10 / 2020
Railway stations have become cultural icons, from grand termini – the Cathedrals of Steam – to the country halts of literary classics like the Railway Children. Partly this stems from their longevity and partly the ubiquitous place they have in our day-to-day lives; however, it also derives from distinctive and confident architectural styling. Sadly, much subsequent station construction – notable exceptions like King’s Cross aside – has been lacklustre: rooms to move through not somewhere that will conjure a future memory or evoke positive emotions.
The Community Station concept addresses this disconnect taking stations back to a model that people can instantly recognise and be proud of. Their inspiration is distinctive, recognisable railway features: bridges, viaducts, engine-sheds and platform canopies generating a series of building-types that will sit comfortably in but also stand out amongst the local skyline. Purposefully they are not Disneyfied pastiches but bold new entities with defined characters.
Each design style is modular (shown generically as a mid-size station), sized to suit location and condition. At their heart is a core of station-services focussed on a central ticketing, information and sales counter offering a protective 360˚ panorama around the concourse. Within each characteristic outer-shell additional site-specific accommodation will be organised in self-contained pods laid-out to be immediately accessible but not detracting from the ‘fast-track’ route to the platforms.

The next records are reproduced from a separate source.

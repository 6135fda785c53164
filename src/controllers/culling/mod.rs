//! Pauses running workspaces that nobody has used for a while

pub mod controller;
pub mod probes;

pub use controller::run;
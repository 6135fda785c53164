//! Activity probes: asking a running workspace when it was last used

use std::time::Duration;

use chrono::{DateTime, Utc};
use k8s_openapi::api::core::v1::Pod;
use kube::api::{Api, AttachParams};
use serde::Deserialize;
use tokio::io::AsyncReadExt;
use tracing::*;
use url::Url;

use crate::controllers::workspace::reconcilers::statefulset::MAIN_CONTAINER_NAME;
use crate::resources::workspacekinds::ActivityProbeExec;
use crate::resources::workspaces::ProbeResult;
use crate::{Error, Result};

/// JupyterLab listens here in every image that uses the jupyter probe
pub const JUPYTER_PORT: i32 = 8888;

/// What a probe learned about the user
#[derive(Clone, Debug, PartialEq)]
pub enum Activity {
    /// The user was last seen at this time
    LastActiveAt(DateTime<Utc>),
    /// The workspace reported that nobody is using it
    Idle,
}

#[derive(Clone, Debug, PartialEq)]
pub struct ProbeOutcome {
    pub result: ProbeResult,
    pub message: String,
    /// Only set for successful probes
    pub activity: Option<Activity>,
}

impl ProbeOutcome {
    pub fn success(message: &str, activity: Activity) -> Self {
        Self {
            result: ProbeResult::Success,
            message: message.into(),
            activity: Some(activity),
        }
    }

    pub fn failure(message: impl Into<String>) -> Self {
        Self {
            result: ProbeResult::Failure,
            message: message.into(),
            activity: None,
        }
    }

    pub fn timeout(message: &str) -> Self {
        Self {
            result: ProbeResult::Timeout,
            message: message.into(),
            activity: None,
        }
    }
}

#[derive(Deserialize)]
struct JupyterStatus {
    #[serde(default)]
    last_activity: String,
}

/// Interpret the body of `GET .../jupyterlab/api/status`
pub fn parse_jupyter_status(body: &[u8]) -> ProbeOutcome {
    let status: JupyterStatus = match serde_json::from_slice(body) {
        Ok(status) => status,
        Err(_) => return ProbeOutcome::failure("Jupyter probe failed: invalid response body"),
    };

    match DateTime::parse_from_rfc3339(&status.last_activity) {
        Ok(at) => ProbeOutcome::success(
            "Jupyter probe succeeded",
            Activity::LastActiveAt(at.with_timezone(&Utc)),
        ),
        Err(_) => ProbeOutcome::failure("Jupyter probe failed: invalid last activity time"),
    }
}

pub fn jupyter_status_path(namespace: &str, name: &str) -> String {
    format!("/workspace/{namespace}/{name}/jupyterlab/api/status")
}

/// Ask the JupyterLab server behind the workspace service for its last activity.
/// The client carries the configured timeout.
pub async fn probe_jupyter(http_client: &reqwest::Client, url: Url) -> ProbeOutcome {
    debug!("Probing {url}");

    let response = match http_client.get(url).send().await {
        Ok(response) => response,
        Err(e) if e.is_timeout() => return ProbeOutcome::timeout("JupyterLab API request timeout"),
        Err(e) => {
            debug!("JupyterLab API request failed: {e}");
            return ProbeOutcome::failure("Jupyter probe failed");
        }
    };

    if response.status() != reqwest::StatusCode::OK {
        return ProbeOutcome::failure(format!(
            "Jupyter probe failed: HTTP {}",
            response.status().as_u16()
        ));
    }

    match response.bytes().await {
        Ok(body) => parse_jupyter_status(&body),
        Err(e) if e.is_timeout() => ProbeOutcome::timeout("JupyterLab API request timeout"),
        Err(_) => ProbeOutcome::failure("Jupyter probe failed: invalid response body"),
    }
}

/// The JSON document an exec probe script leaves in its output file
#[derive(Deserialize, Debug, Default, PartialEq)]
pub struct ExecProbeReport {
    pub has_activity: Option<bool>,
    pub last_activity: Option<String>,
}

/// Interpret what the exec probe printed. An explicit `has_activity` wins over `last_activity`.
pub fn parse_exec_report(stdout: &str, now: DateTime<Utc>) -> ProbeOutcome {
    let report: ExecProbeReport = match serde_json::from_str(stdout.trim()) {
        Ok(report) => report,
        Err(_) => return ProbeOutcome::failure("Failed to parse activity probe JSON"),
    };

    match report {
        ExecProbeReport {
            has_activity: Some(false),
            ..
        } => ProbeOutcome::success("Bash probe succeeded", Activity::Idle),
        ExecProbeReport {
            has_activity: Some(true),
            ..
        } => ProbeOutcome::success("Bash probe succeeded", Activity::LastActiveAt(now)),
        ExecProbeReport {
            has_activity: None,
            last_activity: Some(last_activity),
        } => match DateTime::parse_from_rfc3339(&last_activity) {
            Ok(at) => ProbeOutcome::success(
                "Bash probe succeeded",
                Activity::LastActiveAt(at.with_timezone(&Utc)),
            ),
            Err(_) => ProbeOutcome::failure("Failed to parse last activity time"),
        },
        ExecProbeReport {
            has_activity: None,
            last_activity: None,
        } => ProbeOutcome::failure(
            "Failed to parse activity probe JSON: has_activity and last_activity are both missing",
        ),
    }
}

pub fn exec_command(exec: &ActivityProbeExec) -> Vec<String> {
    vec![
        "bash".into(),
        "-c".into(),
        format!(
            "rm -f {out}; {script}; cat {out}",
            out = exec.output_path,
            script = exec.script
        ),
    ]
}

async fn run_exec(pods: &Api<Pod>, pod_name: &str, exec: &ActivityProbeExec) -> Result<String> {
    let params = AttachParams::default()
        .container(MAIN_CONTAINER_NAME)
        .stdin(false)
        .stdout(true)
        .stderr(false);
    let mut attached = pods.exec(pod_name, exec_command(exec), &params).await?;

    let mut stdout = String::new();
    if let Some(mut reader) = attached.stdout() {
        reader
            .read_to_string(&mut stdout)
            .await
            .map_err(|e| Error::ProbeFailed(e.to_string()))?;
    }

    if let Some(status) = attached.take_status() {
        if let Some(status) = status.await {
            if status.status.as_deref() == Some("Failure") {
                return Err(Error::ProbeFailed(status.message.unwrap_or_default()));
            }
        }
    }

    Ok(stdout)
}

/// Run the kind's probe script in the workspace pod, bounded by its timeout
pub async fn probe_exec(
    pods: &Api<Pod>,
    pod_name: &str,
    exec: &ActivityProbeExec,
    now: DateTime<Utc>,
) -> ProbeOutcome {
    let timeout = Duration::from_secs(exec.timeout_seconds.max(1).unsigned_abs());

    match tokio::time::timeout(timeout, run_exec(pods, pod_name, exec)).await {
        Ok(Ok(stdout)) => parse_exec_report(&stdout, now),
        Ok(Err(e)) => {
            debug!("Exec probe in pod {pod_name} failed: {e}");
            ProbeOutcome::failure("Failed to execute command probe")
        }
        Err(_) => ProbeOutcome::timeout("Bash probe timeout"),
    }
}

They are also predicated on the notion that the station cannot just be a transport mono-culture but to thrive must be a civic entity contributing it’s community. The size of the ‘estate’ around any given station will vary but in some locations space will be available to build subsidiary blocks for community-use and if not the roof can form the site for a playground or urban farm. One-size-cannot-fit-all over 2,000 stations: a family of designs is required; that is the Community Station family.